El viaje a Suiza en condición de consejero cultural le mostró un nuevo derrotero que ni él mismo se imaginaba. “Recibí a los Van Van, al grupo Iraquere y a otros grandes artistas; y por cosas del destino tuve que sustituir a un profesor de música afrocubana. Profundicé en todo el programa del curso y quedé impresionado con el amplio campo de estudio sobre esa temática”, afirma y sonríe ante el giro inesperado que tomaría su historia.
“Al retirarme de la actividad diplomática, y entre varias propuestas de trabajo, escogí la Empresa de Grabaciones y Ediciones Musicales (Egrem). El deseo de profundizar el estudio sobre la música cubana era muy fuerte. Creo que mis raíces familiares contribuyeron también a cultivar esa pasión”, asegura y hace una pausa; luego se humedece la boca reseca en la que siempre se dibuja una sonrisa amistosa.
“La ciencia me enseñó a investigar y esas herramientas me sirvieron para adentrarme en la rumba como género musical tradicional cubano, considerada la madre de otros ritmos como la salsa. Colaboré con programas de radio hasta crear mi propio espacio: La rumba no es como ayer. Trabajé con Eduardo Rosillo, quien se convirtió en un entrañable amigo.

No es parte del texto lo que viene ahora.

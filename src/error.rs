//! Error taxonomy for the broker.
//!
//! Authentication and enumeration failures abort a discovery run. Cache
//! failures never leave [`crate::cache`]: the store logs them and degrades
//! to a cache miss or a skipped write.

use thiserror::Error;

use crate::context::Interruption;

/// Errors surfaced by a discovery run
#[derive(Debug, Error)]
pub enum BrokerError {
    /// Interactive or silent token acquisition failed
    #[error("Authentication failed: {0}")]
    Auth(#[from] AuthError),

    /// A page fetch failed
    #[error("Enumeration failed: {0}")]
    Enumeration(#[from] EnumerationError),

    /// Bad authority URL, realm id or other configuration value
    #[error("Invalid configuration: {0}")]
    Config(String),
}

/// Token acquisition failures
#[derive(Debug, Clone, PartialEq, Eq, Error)]
pub enum AuthError {
    /// No usable cached grant; the user would have to sign in again
    #[error("Interaction required ({code}): {description}")]
    InteractionRequired { code: String, description: String },

    /// The identity provider rejected the request
    #[error("Identity provider error ({code}): {description}")]
    Provider { code: String, description: String },

    /// Nobody completed the device code sign-in in time
    #[error("Device code expired before sign-in completed")]
    DeviceCodeExpired,

    /// The token response could not be understood
    #[error("Malformed token response: {0}")]
    MalformedResponse(String),

    /// The identity provider could not be reached
    #[error("Transport error: {0}")]
    Transport(String),

    #[error(transparent)]
    Interrupted(#[from] Interruption),
}

impl AuthError {
    pub fn interaction_required(description: impl Into<String>) -> Self {
        AuthError::InteractionRequired {
            code: "no_cached_grant".to_string(),
            description: description.into(),
        }
    }
}

/// Page fetch failures
#[derive(Debug, Error)]
pub enum EnumerationError {
    /// Non-success HTTP status from the listing endpoint
    #[error("Listing returned {status}: {body}")]
    Status { status: u16, body: String },

    /// The listing endpoint could not be reached
    #[error("Transport error: {0}")]
    Transport(String),

    /// The page body did not match the list envelope
    #[error("Failed to decode page: {0}")]
    Decode(String),

    #[error(transparent)]
    Interrupted(#[from] Interruption),
}

/// Marshal/unmarshal failures reported to the cache store
#[derive(Debug, Clone, Error)]
pub enum CacheError {
    #[error("Failed to marshal cache state: {0}")]
    MarshalFailed(String),

    #[error("Failed to unmarshal cache state: {0}")]
    UnmarshalFailed(String),
}

#[cfg(test)]
mod tests {
    use super::*;

    #[test]
    fn test_auth_error_wraps_into_broker_error() {
        let err: BrokerError = AuthError::DeviceCodeExpired.into();
        assert!(matches!(err, BrokerError::Auth(AuthError::DeviceCodeExpired)));
        assert!(err.to_string().contains("Device code expired"));
    }

    #[test]
    fn test_interruption_is_transparent() {
        let err = AuthError::from(Interruption::Cancelled);
        assert_eq!(err.to_string(), Interruption::Cancelled.to_string());
    }

    #[test]
    fn test_status_error_display() {
        let err = EnumerationError::Status {
            status: 403,
            body: "AuthorizationFailed".to_string(),
        };
        assert!(err.to_string().contains("403"));
        assert!(err.to_string().contains("AuthorizationFailed"));
    }
}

Entre las anécdotas que ahora lo divierten menciona la primera vez que lo trajo a Trinidad en la década de los 80. En esa ocasión no se logró gestionar hospedaje en moneda nacional y alguien sugirió que la única posibilidad era en Topes de Collantes, aunque no resultaba sencillo acceder al director del complejo.

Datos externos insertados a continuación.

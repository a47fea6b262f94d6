//! Authorities: which realm a sign-in or token request targets

use std::fmt;

use reqwest::Url;

use crate::error::BrokerError;

const TENANT_PLACEHOLDER: &str = "{tenant}";

/// An `https` authority URL whose first path segment names the tenant
#[derive(Debug, Clone, PartialEq, Eq)]
pub struct Authority {
    url: Url,
    tenant: String,
}

impl Authority {
    pub fn parse(raw: &str) -> Result<Self, BrokerError> {
        let url = Url::parse(raw.trim_end_matches('/'))
            .map_err(|e| BrokerError::Config(format!("Invalid authority '{}': {}", raw, e)))?;

        if url.scheme() != "https" {
            return Err(BrokerError::Config(format!(
                "Authority must use https: {}",
                raw
            )));
        }
        if url.host_str().is_none() {
            return Err(BrokerError::Config(format!("Authority has no host: {}", raw)));
        }

        let tenant = url
            .path_segments()
            .and_then(|mut segments| segments.next())
            .filter(|segment| !segment.is_empty())
            .map(|segment| segment.to_string())
            .ok_or_else(|| BrokerError::Config(format!("Authority has no tenant: {}", raw)))?;

        Ok(Self { url, tenant })
    }

    /// Tenant segment, e.g. `organizations` or a tenant id
    pub fn tenant(&self) -> &str {
        &self.tenant
    }

    /// Host, used as the account environment
    pub fn host(&self) -> &str {
        self.url.host_str().unwrap_or_default()
    }

    pub fn token_endpoint(&self) -> String {
        format!("{}/oauth2/v2.0/token", self.base())
    }

    pub fn device_code_endpoint(&self) -> String {
        format!("{}/oauth2/v2.0/devicecode", self.base())
    }

    fn base(&self) -> String {
        format!("{}://{}/{}", self.url.scheme(), self.url.authority(), self.tenant)
    }
}

impl fmt::Display for Authority {
    fn fmt(&self, f: &mut fmt::Formatter<'_>) -> fmt::Result {
        write!(f, "{}", self.base())
    }
}

/// Builds realm authorities from a template such as
/// `https://login.microsoftonline.com/{tenant}`
#[derive(Debug, Clone, PartialEq, Eq)]
pub struct AuthorityTemplate {
    template: String,
}

impl AuthorityTemplate {
    pub fn new(template: impl Into<String>) -> Result<Self, BrokerError> {
        let mut template: String = template.into();
        if !template.contains(TENANT_PLACEHOLDER) {
            // Plain base URL: the realm id becomes the next path segment
            template = format!("{}/{}", template.trim_end_matches('/'), TENANT_PLACEHOLDER);
        }

        // Validate the shape once with a dummy realm
        Authority::parse(&template.replace(TENANT_PLACEHOLDER, "common"))?;

        Ok(Self { template })
    }

    pub fn for_realm(&self, realm_id: &str) -> Result<Authority, BrokerError> {
        let valid = !realm_id.is_empty()
            && realm_id
                .chars()
                .all(|c| c.is_ascii_alphanumeric() || c == '-' || c == '.' || c == '_');
        if !valid {
            return Err(BrokerError::Config(format!("Invalid realm id: '{}'", realm_id)));
        }

        Authority::parse(&self.template.replace(TENANT_PLACEHOLDER, realm_id))
    }
}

“Cuando mencionaron al coronel Fernández Vila —cuenta con picardía— llamé por teléfono y pedí hablar directamente con él: Dígale que es Zayas, uno de sus compañeros en la guerra de Vietnam. ‘¡Enriquito, pero tú que haces aquí!’. Y nos recibió con un cariño muy grande. Así son las cosas mías”.
Con su ciudad natal nunca perdió el vínculo; se lo debe a sus padres y al sentimiento profundo por la cultura local. Gracias a su talento innato de investigador, las tonadas trinitarias, o fandangos, se salvaron del olvido y hoy se revitaliza una antiquísima tradición musical. “De mis cuatro libros terminados y en espera de ser editados, uno de ellos lo dediqué a esta modalidad única dentro de la rumba, Tonadas y pregones trinitarios, que espero vea la luz este año”.

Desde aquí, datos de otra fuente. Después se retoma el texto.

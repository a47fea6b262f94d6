//! Cancellation and deadline context
//!
//! Every network-bound call runs under a [`Context`]. Dropping the wrapped
//! future is how the call is aborted, so nothing after the await point
//! (in particular a cache export) runs once the context fires.

use std::future::{pending, Future};
use std::time::Duration;

use thiserror::Error;
use tokio::sync::watch;
use tokio::time::Instant;

/// Why a call under a [`Context`] did not complete
#[derive(Debug, Clone, Copy, PartialEq, Eq, Error)]
pub enum Interruption {
    #[error("Operation cancelled")]
    Cancelled,

    #[error("Deadline exceeded")]
    DeadlineExceeded,
}

/// Cancellation signal plus optional deadline
#[derive(Debug, Clone, Default)]
pub struct Context {
    cancel: Option<watch::Receiver<bool>>,
    deadline: Option<Instant>,
}

/// Fires the cancellation signal of every context derived from it
#[derive(Debug)]
pub struct CancelHandle(watch::Sender<bool>);

impl CancelHandle {
    pub fn cancel(&self) {
        self.0.send_replace(true);
    }
}

impl Context {
    /// A context that is never cancelled and has no deadline
    pub fn background() -> Self {
        Self::default()
    }

    /// A cancellable context and the handle that cancels it
    pub fn with_cancel() -> (Self, CancelHandle) {
        let (tx, rx) = watch::channel(false);
        let ctx = Self {
            cancel: Some(rx),
            deadline: None,
        };
        (ctx, CancelHandle(tx))
    }

    /// Same context with a deadline `timeout` from now (the earlier one wins)
    pub fn with_timeout(self, timeout: Duration) -> Self {
        self.with_deadline(Instant::now() + timeout)
    }

    pub fn with_deadline(mut self, deadline: Instant) -> Self {
        self.deadline = Some(match self.deadline {
            Some(existing) if existing < deadline => existing,
            _ => deadline,
        });
        self
    }

    pub fn deadline(&self) -> Option<Instant> {
        self.deadline
    }

    pub fn is_cancelled(&self) -> bool {
        self.cancel.as_ref().map(|rx| *rx.borrow()).unwrap_or(false)
    }

    /// Check the context without awaiting anything
    pub fn check(&self) -> Result<(), Interruption> {
        if self.is_cancelled() {
            return Err(Interruption::Cancelled);
        }
        match self.deadline {
            Some(deadline) if Instant::now() >= deadline => Err(Interruption::DeadlineExceeded),
            _ => Ok(()),
        }
    }

    /// Drive `fut` to completion unless the context fires first
    pub async fn run<F: Future>(&self, fut: F) -> Result<F::Output, Interruption> {
        self.check()?;

        let deadline = async {
            match self.deadline {
                Some(deadline) => tokio::time::sleep_until(deadline).await,
                None => pending::<()>().await,
            }
        };

        tokio::select! {
            out = fut => Ok(out),
            _ = self.cancelled() => Err(Interruption::Cancelled),
            _ = deadline => Err(Interruption::DeadlineExceeded),
        }
    }

    /// Sleep for `duration` under this context
    pub async fn sleep(&self, duration: Duration) -> Result<(), Interruption> {
        self.run(tokio::time::sleep(duration)).await
    }

    async fn cancelled(&self) {
        let Some(rx) = self.cancel.as_ref() else {
            return pending().await;
        };
        let mut rx = rx.clone();
        loop {
            if *rx.borrow_and_update() {
                return;
            }
            // Sender gone: nobody can cancel any more
            if rx.changed().await.is_err() {
                return pending().await;
            }
        }
    }
}

#[cfg(test)]
mod tests {
    use super::*;

    #[tokio::test]
    async fn test_background_runs_to_completion() {
        let ctx = Context::background();
        let out = ctx.run(async { 42 }).await;
        assert_eq!(out, Ok(42));
    }

    #[tokio::test]
    async fn test_cancel_aborts_pending_call() {
        let (ctx, handle) = Context::with_cancel();

        let task = {
            let ctx = ctx.clone();
            tokio::spawn(async move { ctx.run(pending::<()>()).await })
        };

        tokio::task::yield_now().await;
        handle.cancel();

        let out = task.await.unwrap();
        assert_eq!(out, Err(Interruption::Cancelled));
        assert!(ctx.is_cancelled());
    }

    #[tokio::test]
    async fn test_already_cancelled_never_polls_future() {
        let (ctx, handle) = Context::with_cancel();
        handle.cancel();

        let mut polled = false;
        let out = ctx.run(async { polled = true }).await;

        assert_eq!(out, Err(Interruption::Cancelled));
        assert!(!polled);
    }

    #[tokio::test]
    async fn test_deadline_exceeded() {
        let ctx = Context::background().with_timeout(Duration::from_millis(10));
        let out = ctx.run(pending::<()>()).await;
        assert_eq!(out, Err(Interruption::DeadlineExceeded));
        assert_eq!(ctx.check(), Err(Interruption::DeadlineExceeded));
    }

    #[test]
    fn test_earlier_deadline_wins() {
        let now = Instant::now();
        let ctx = Context::background()
            .with_deadline(now + Duration::from_secs(5))
            .with_deadline(now + Duration::from_secs(60));
        assert_eq!(ctx.deadline(), Some(now + Duration::from_secs(5)));
    }

    #[test]
    fn test_dropped_handle_does_not_cancel() {
        let (ctx, handle) = Context::with_cancel();
        drop(handle);
        assert!(!ctx.is_cancelled());
        assert_eq!(ctx.check(), Ok(()));
    }
}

Nunca se ha creído cosas a pesar de haber visto tanto mundo. A sus 84 años, Enrique Germán Zayas Bringas se resigna a convivir con sus defectos y virtudes. “Soy orgulloso, no ruego, ni pido favores. Pero tampoco odio, y perdono a todos. Los hombres siempre se equivocan, pero tienen derecho a rectificar”.
En Casilda se siente a salvo, aunque la añoranza lo conduce a veces a La Habana. “Allá se quedaron mis hijos; uno trabajaba en el hotel Saratoga, y el día de la explosión no fue; sus cinco compañeros murieron en el trágico accidente”, y guarda silencio por unos segundos.
Lentamente Enrique acomoda las fotografías, sus recuerdos, el libro más fascinante y aún por concluir, que es su propia vida. Se despide, camina despacio por las calles de la ciudad que tanto ama; la brisa del mar en Casilda lo cobija.